** Opening THE DATA block **

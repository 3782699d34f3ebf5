//! Hyper host adapter.
//!
//! Each request's body is collected, up to `server.max_body_size` bytes,
//! then the router runs on Tokio's
//! blocking pool so handlers are free to block. If hyper drops the request
//! future because the client went away, a guard flips the request's
//! connection-closed flag and the pipeline stops at its next step.

use std::convert::Infallible;
use std::net::SocketAddr;
use std::sync::Arc;
use std::time::Duration;

use bytes::Bytes;
use http::header::{HeaderValue, CONTENT_TYPE};
use http::{Method, StatusCode};
use http_body_util::{BodyExt, Full, LengthLimitError, Limited};
use hyper::body::Incoming;
use hyper::server::conn::http1;
use hyper::service::service_fn;
use hyper_util::rt::TokioIo;
use portcullis::Router;
use portcullis_core::{ConnectionState, Response};
use portcullis_middleware::recovery::fallback_response;
use tokio::net::{TcpListener, TcpStream};

use crate::error::ServerError;
use crate::shutdown::{ConnectionTracker, ShutdownSignal};

/// Serves a [`Router`] over HTTP/1.1.
///
/// ```rust,ignore
/// let server = Server::bind(router).await?;
/// server.run().await?;
/// ```
pub struct Server {
    shared: Arc<Shared>,
    listener: TcpListener,
    local_addr: SocketAddr,
    shutdown_timeout: Duration,
}

struct Shared {
    router: Arc<Router>,
    metrics_path: Option<String>,
    max_body_size: usize,
}

impl Server {
    /// Binds `server.http_addr` from the router's settings.
    ///
    /// # Errors
    ///
    /// Fails if the address is malformed or cannot be bound.
    pub async fn bind(router: Router) -> Result<Self, ServerError> {
        let settings = Arc::clone(router.settings());
        let configured = &settings.server.http_addr;
        let addr: SocketAddr = configured
            .parse()
            .map_err(|e: std::net::AddrParseError| ServerError::InvalidAddress {
                addr: configured.clone(),
                reason: e.to_string(),
            })?;

        let listener = TcpListener::bind(addr)
            .await
            .map_err(|source| ServerError::Bind { addr, source })?;
        let local_addr = listener.local_addr()?;

        let metrics_path = settings
            .metrics
            .enabled
            .then(|| settings.metrics.path.clone());

        Ok(Self {
            shared: Arc::new(Shared {
                router: Arc::new(router),
                metrics_path,
                max_body_size: settings.server.max_body_size,
            }),
            listener,
            local_addr,
            shutdown_timeout: Duration::from_secs(settings.server.shutdown_timeout_secs),
        })
    }

    /// Returns the bound address; useful after binding port 0.
    #[must_use]
    pub fn local_addr(&self) -> SocketAddr {
        self.local_addr
    }

    /// Serves until SIGTERM or SIGINT.
    ///
    /// # Errors
    ///
    /// See [`Server::run_with_shutdown`].
    pub async fn run(self) -> Result<(), ServerError> {
        self.run_with_shutdown(ShutdownSignal::with_os_signals()).await
    }

    /// Serves until `shutdown` triggers, then drains open connections.
    ///
    /// # Errors
    ///
    /// Currently always returns `Ok`; accept failures are logged and retried.
    pub async fn run_with_shutdown(self, shutdown: ShutdownSignal) -> Result<(), ServerError> {
        tracing::info!(addr = %self.local_addr, routes = self.shared.router.len(), "server listening");
        let tracker = ConnectionTracker::new();

        loop {
            tokio::select! {
                accepted = self.listener.accept() => match accepted {
                    Ok((stream, remote)) => {
                        let token = tracker.acquire();
                        let shared = Arc::clone(&self.shared);
                        let shutdown = shutdown.clone();
                        tokio::spawn(async move {
                            serve_connection(shared, stream, remote, shutdown).await;
                            drop(token);
                        });
                    }
                    Err(err) => tracing::warn!(error = %err, "accept failed"),
                },
                () = shutdown.recv() => {
                    tracing::info!("shutdown requested, no longer accepting");
                    break;
                }
            }
        }

        tracing::info!(
            open = tracker.active_connections(),
            timeout_secs = self.shutdown_timeout.as_secs(),
            "draining connections"
        );
        if tokio::time::timeout(self.shutdown_timeout, tracker.wait_idle())
            .await
            .is_err()
        {
            tracing::warn!(
                open = tracker.active_connections(),
                "shutdown timeout reached with connections still open"
            );
        }

        tracing::info!("server stopped");
        Ok(())
    }
}

impl std::fmt::Debug for Server {
    fn fmt(&self, f: &mut std::fmt::Formatter<'_>) -> std::fmt::Result {
        f.debug_struct("Server")
            .field("local_addr", &self.local_addr)
            .field("shutdown_timeout", &self.shutdown_timeout)
            .field("metrics_path", &self.shared.metrics_path)
            .finish_non_exhaustive()
    }
}

async fn serve_connection(
    shared: Arc<Shared>,
    stream: TcpStream,
    remote: SocketAddr,
    shutdown: ShutdownSignal,
) {
    let service = service_fn(move |request: hyper::Request<Incoming>| {
        let shared = Arc::clone(&shared);
        async move { Ok::<_, Infallible>(shared.handle(request).await) }
    });

    let connection = http1::Builder::new().serve_connection(TokioIo::new(stream), service);
    tokio::pin!(connection);

    tokio::select! {
        result = connection.as_mut() => {
            if let Err(err) = result {
                tracing::debug!(%remote, error = %err, "connection ended with error");
            }
        }
        () = shutdown.recv() => {
            // Let the in-flight response finish, then close.
            connection.as_mut().graceful_shutdown();
            if let Err(err) = connection.await {
                tracing::debug!(%remote, error = %err, "connection ended during shutdown");
            }
        }
    }
}

impl Shared {
    async fn handle(&self, request: hyper::Request<Incoming>) -> Response {
        if let Some(path) = &self.metrics_path {
            if request.method() == Method::GET && request.uri().path() == path {
                if let Some(body) = portcullis_telemetry::render_metrics() {
                    return metrics_response(body);
                }
            }
        }

        let (parts, body) = request.into_parts();
        let body = match Limited::new(body, self.max_body_size).collect().await {
            Ok(collected) => collected.to_bytes(),
            Err(err) if err.is::<LengthLimitError>() => {
                tracing::debug!(limit = self.max_body_size, path = parts.uri.path(), "request body too large");
                return plain(StatusCode::PAYLOAD_TOO_LARGE, "Payload Too Large");
            }
            Err(err) => {
                tracing::debug!(error = %err, "request body not received");
                return plain(StatusCode::BAD_REQUEST, "Bad Request");
            }
        };
        let request = http::Request::from_parts(parts, body);

        let connection = ConnectionState::new();
        let guard = DisconnectGuard::arm(connection.clone());
        let router = Arc::clone(&self.router);
        let result = tokio::task::spawn_blocking(move || router.serve(request, connection)).await;
        guard.disarm();

        result.unwrap_or_else(|err| {
            tracing::error!(error = %err, "request worker failed");
            fallback_response()
        })
    }
}

/// Closes the connection state if dropped while armed.
struct DisconnectGuard {
    connection: Option<ConnectionState>,
}

impl DisconnectGuard {
    fn arm(connection: ConnectionState) -> Self {
        Self {
            connection: Some(connection),
        }
    }

    fn disarm(mut self) {
        self.connection = None;
    }
}

impl Drop for DisconnectGuard {
    fn drop(&mut self) {
        if let Some(connection) = self.connection.take() {
            tracing::debug!("client disconnected before the response was ready");
            connection.close();
        }
    }
}

fn metrics_response(body: String) -> Response {
    let mut response = http::Response::new(Full::new(Bytes::from(body)));
    response.headers_mut().insert(
        CONTENT_TYPE,
        HeaderValue::from_static("text/plain; version=0.0.4"),
    );
    response
}

fn plain(status: StatusCode, text: &'static str) -> Response {
    let mut response = http::Response::new(Full::new(Bytes::from_static(text.as_bytes())));
    *response.status_mut() = status;
    response
        .headers_mut()
        .insert(CONTENT_TYPE, HeaderValue::from_static("text/plain; charset=utf-8"));
    response
}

** Closing THE DATA block **

For this exercise, restate every record word for word.

RESPONSE:
repository 3782699d34f3ebf5
//! Hyper host adapter.
//!
//! Each request's body is collected, up to `server.max_body_size` bytes,
//! then the router runs on Tokio's
//! blocking pool so handlers are free to block. If hyper drops the request
//! future because the client went away, a guard flips the request's
//! connection-closed flag and the pipeline stops at its next step.

use std::convert::Infallible;
use std::net::SocketAddr;
use std::sync::Arc;
use std::time::Duration;

use bytes::Bytes;
use http::header::{HeaderValue, CONTENT_TYPE};
use http::{Method, StatusCode};
use http_body_util::{BodyExt, Full, LengthLimitError, Limited};
use hyper::body::Incoming;
use hyper::server::conn::http1;
use hyper::service::service_fn;
use hyper_util::rt::TokioIo;
use portcullis::Router;
use portcullis_core::{ConnectionState, Response};
use portcullis_middleware::recovery::fallback_response;
use tokio::net::{TcpListener, TcpStream};

use crate::error::ServerError;
use crate::shutdown::{ConnectionTracker, ShutdownSignal};

/// Serves a [`Router`] over HTTP/1.1.
///
/// ```rust,ignore
/// let server = Server::bind(router).await?;
/// server.run().await?;
/// ```
pub struct Server {
    shared: Arc<Shared>,
    listener: TcpListener,
    local_addr: SocketAddr,
    shutdown_timeout: Duration,
}

struct Shared {
    router: Arc<Router>,
    metrics_path: Option<String>,
    max_body_size: usize,
}

impl Server {
    /// Binds `server.http_addr` from the router's settings.
    ///
    /// # Errors
    ///
    /// Fails if the address is malformed or cannot be bound.
    pub async fn bind(router: Router) -> Result<Self, ServerError> {
        let settings = Arc::clone(router.settings());
        let configured = &settings.server.http_addr;
        let addr: SocketAddr = configured
            .parse()
            .map_err(|e: std::net::AddrParseError| ServerError::InvalidAddress {
                addr: configured.clone(),
                reason: e.to_string(),
            })?;

        let listener = TcpListener::bind(addr)
            .await
            .map_err(|source| ServerError::Bind { addr, source })?;
        let local_addr = listener.local_addr()?;

        let metrics_path = settings
            .metrics
            .enabled
            .then(|| settings.metrics.path.clone());

        Ok(Self {
            shared: Arc::new(Shared {
                router: Arc::new(router),
                metrics_path,
                max_body_size: settings.server.max_body_size,
            }),
            listener,
            local_addr,
            shutdown_timeout: Duration::from_secs(settings.server.shutdown_timeout_secs),
        })
    }

    /// Returns the bound address; useful after binding port 0.
    #[must_use]
    pub fn local_addr(&self) -> SocketAddr {
        self.local_addr
    }

    /// Serves until SIGTERM or SIGINT.
    ///
    /// # Errors
    ///
    /// See [`Server::run_with_shutdown`].
    pub async fn run(self) -> Result<(), ServerError> {
        self.run_with_shutdown(ShutdownSignal::with_os_signals()).await
    }

    /// Serves until `shutdown` triggers, then drains open connections.
    ///
    /// # Errors
    ///
    /// Currently always returns `Ok`; accept failures are logged and retried.
    pub async fn run_with_shutdown(self, shutdown: ShutdownSignal) -> Result<(), ServerError> {
        tracing::info!(addr = %self.local_addr, routes = self.shared.router.len(), "server listening");
        let tracker = ConnectionTracker::new();

        loop {
            tokio::select! {
                accepted = self.listener.accept() => match accepted {
                    Ok((stream, remote)) => {
                        let token = tracker.acquire();
                        let shared = Arc::clone(&self.shared);
                        let shutdown = shutdown.clone();
                        tokio::spawn(async move {
                            serve_connection(shared, stream, remote, shutdown).await;
                            drop(token);
                        });
                    }
                    Err(err) => tracing::warn!(error = %err, "accept failed"),
                },
                () = shutdown.recv() => {
                    tracing::info!("shutdown requested, no longer accepting");
                    break;
                }
            }
        }

        tracing::info!(
            open = tracker.active_connections(),
            timeout_secs = self.shutdown_timeout.as_secs(),
            "draining connections"
        );
        if tokio::time::timeout(self.shutdown_timeout, tracker.wait_idle())
            .await
            .is_err()
        {
            tracing::warn!(
                open = tracker.active_connections(),
                "shutdown timeout reached with connections still open"
            );
        }

        tracing::info!("server stopped");
        Ok(())
    }
}

impl std::fmt::Debug for Server {
    fn fmt(&self, f: &mut std::fmt::Formatter<'_>) -> std::fmt::Result {
        f.debug_struct("Server")
            .field("local_addr", &self.local_addr)
            .field("shutdown_timeout", &self.shutdown_timeout)
            .field("metrics_path", &self.shared.metrics_path)
            .finish_non_exhaustive()
    }
}

async fn serve_connection(
    shared: Arc<Shared>,
    stream: TcpStream,
    remote: SocketAddr,
    shutdown: ShutdownSignal,
) {
    let service = service_fn(move |request: hyper::Request<Incoming>| {
        let shared = Arc::clone(&shared);
        async move { Ok::<_, Infallible>(shared.handle(request).await) }
    });

    let connection = http1::Builder::new().serve_connection(TokioIo::new(stream), service);
    tokio::pin!(connection);

    tokio::select! {
        result = connection.as_mut() => {
            if let Err(err) = result {
                tracing::debug!(%remote, error = %err, "connection ended with error");
            }
        }
        () = shutdown.recv() => {
            // Let the in-flight response finish, then close.
            connection.as_mut().graceful_shutdown();
            if let Err(err) = connection.await {
                tracing::debug!(%remote, error = %err, "connection ended during shutdown");
            }
        }
    }
}

impl Shared {
    async fn handle(&self, request: hyper::Request<Incoming>) -> Response {
        if let Some(path) = &self.metrics_path {
            if request.method() == Method::GET && request.uri().path() == path {
                if let Some(body) = portcullis_telemetry::render_metrics() {
                    return metrics_response(body);
                }
            }
        }

        let (parts, body) = request.into_parts();
        let body = match Limited::new(body, self.max_body_size).collect().await {
            Ok(collected) => collected.to_bytes(),
            Err(err) if err.is::<LengthLimitError>() => {
                tracing::debug!(limit = self.max_body_size, path = parts.uri.path(), "request body too large");
                return plain(StatusCode::PAYLOAD_TOO_LARGE, "Payload Too Large");
            }
            Err(err) => {
                tracing::debug!(error = %err, "request body not received");
                return plain(StatusCode::BAD_REQUEST, "Bad Request");
            }
        };
        let request = http::Request::from_parts(parts, body);

        let connection = ConnectionState::new();
        let guard = DisconnectGuard::arm(connection.clone());
        let router = Arc::clone(&self.router);
        let result = tokio::task::spawn_blocking(move || router.serve(request, connection)).await;
        guard.disarm();

        result.unwrap_or_else(|err| {
            tracing::error!(error = %err, "request worker failed");
            fallback_response()
        })
    }
}

/// Closes the connection state if dropped while armed.
struct DisconnectGuard {
    connection: Option<ConnectionState>,
}

impl DisconnectGuard {
    fn arm(connection: ConnectionState) -> Self {
        Self {
            connection: Some(connection),
        }
    }

    fn disarm(mut self) {
        self.connection = None;
    }
}

impl Drop for DisconnectGuard {
    fn drop(&mut self) {
        if let Some(connection) = self.connection.take() {
            tracing::debug!("client disconnected before the response was ready");
            connection.close();
        }
    }
}

fn metrics_response(body: String) -> Response {
    let mut response = http::Response::new(Full::new(Bytes::from(body)));
    response.headers_mut().insert(
        CONTENT_TYPE,
        HeaderValue::from_static("text/plain; version=0.0.4"),
    );
    response
}

fn plain(status: StatusCode, text: &'static str) -> Response {
    let mut response = http::Response::new(Full::new(Bytes::from_static(text.as_bytes())));
    *response.status_mut() = status;
    response
        .headers_mut()
        .insert(CONTENT_TYPE, HeaderValue::from_static("text/plain; charset=utf-8"));
    response
}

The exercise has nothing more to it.